Data supplied
_ _ _ _

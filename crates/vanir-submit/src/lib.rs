//! Vanir job-submission driver.
//!
//! Given a compiled program, bound input arguments, and submission
//! settings, this crate resolves a target execution backend, validates the
//! program against it or submits it for execution, and reports the result:
//!
//! - [`SubmissionSettings`] — immutable per-invocation configuration.
//! - [`TargetResolver`] — target identifier → backend, with an explicit
//!   [`Resolution::NotFound`] outcome for unknown targets.
//! - [`SubmissionDriver`] — the orchestration and exit-code logic.
//! - [`ResultReporter`] — job reference rendering ([`OutputMode`]).
//!
//! # Example
//!
//! ```ignore
//! use vanir_hal::{ProgramInfo, ProgramInput};
//! use vanir_submit::{SubmissionDriver, SubmissionSettings};
//!
//! #[tokio::main]
//! async fn main() -> anyhow::Result<()> {
//!     let program = ProgramInfo::new("bell", serde_json::json!({ "ir": "..." }));
//!     let input = ProgramInput::new();
//!     let settings = SubmissionSettings::new("nothing").dry_run();
//!
//!     let mut driver = SubmissionDriver::stdio();
//!     let code = driver.run(&program, &input, &settings).await?;
//!     std::process::exit(code);
//! }
//! ```

pub mod driver;
pub mod report;
pub mod resolver;
pub mod settings;

pub use driver::{EXIT_FAILURE, EXIT_SUCCESS, SubmissionDriver};
pub use report::ResultReporter;
pub use resolver::{Resolution, TargetResolver};
pub use settings::{OutputMode, SubmissionSettings};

_ _ _ _

Task details
What is needed here is the full listing, restated word for word.

Your response
filename crates/vanir-submit/src/lib.rs
//! Vanir job-submission driver.
//!
//! Given a compiled program, bound input arguments, and submission
//! settings, this crate resolves a target execution backend, validates the
//! program against it or submits it for execution, and reports the result:
//!
//! - [`SubmissionSettings`] — immutable per-invocation configuration.
//! - [`TargetResolver`] — target identifier → backend, with an explicit
//!   [`Resolution::NotFound`] outcome for unknown targets.
//! - [`SubmissionDriver`] — the orchestration and exit-code logic.
//! - [`ResultReporter`] — job reference rendering ([`OutputMode`]).
//!
//! # Example
//!
//! ```ignore
//! use vanir_hal::{ProgramInfo, ProgramInput};
//! use vanir_submit::{SubmissionDriver, SubmissionSettings};
//!
//! #[tokio::main]
//! async fn main() -> anyhow::Result<()> {
//!     let program = ProgramInfo::new("bell", serde_json::json!({ "ir": "..." }));
//!     let input = ProgramInput::new();
//!     let settings = SubmissionSettings::new("nothing").dry_run();
//!
//!     let mut driver = SubmissionDriver::stdio();
//!     let code = driver.run(&program, &input, &settings).await?;
//!     std::process::exit(code);
//! }
//! ```

pub mod driver;
pub mod report;
pub mod resolver;
pub mod settings;

pub use driver::{EXIT_FAILURE, EXIT_SUCCESS, SubmissionDriver};
pub use report::ResultReporter;
pub use resolver::{Resolution, TargetResolver};
pub use settings::{OutputMode, SubmissionSettings};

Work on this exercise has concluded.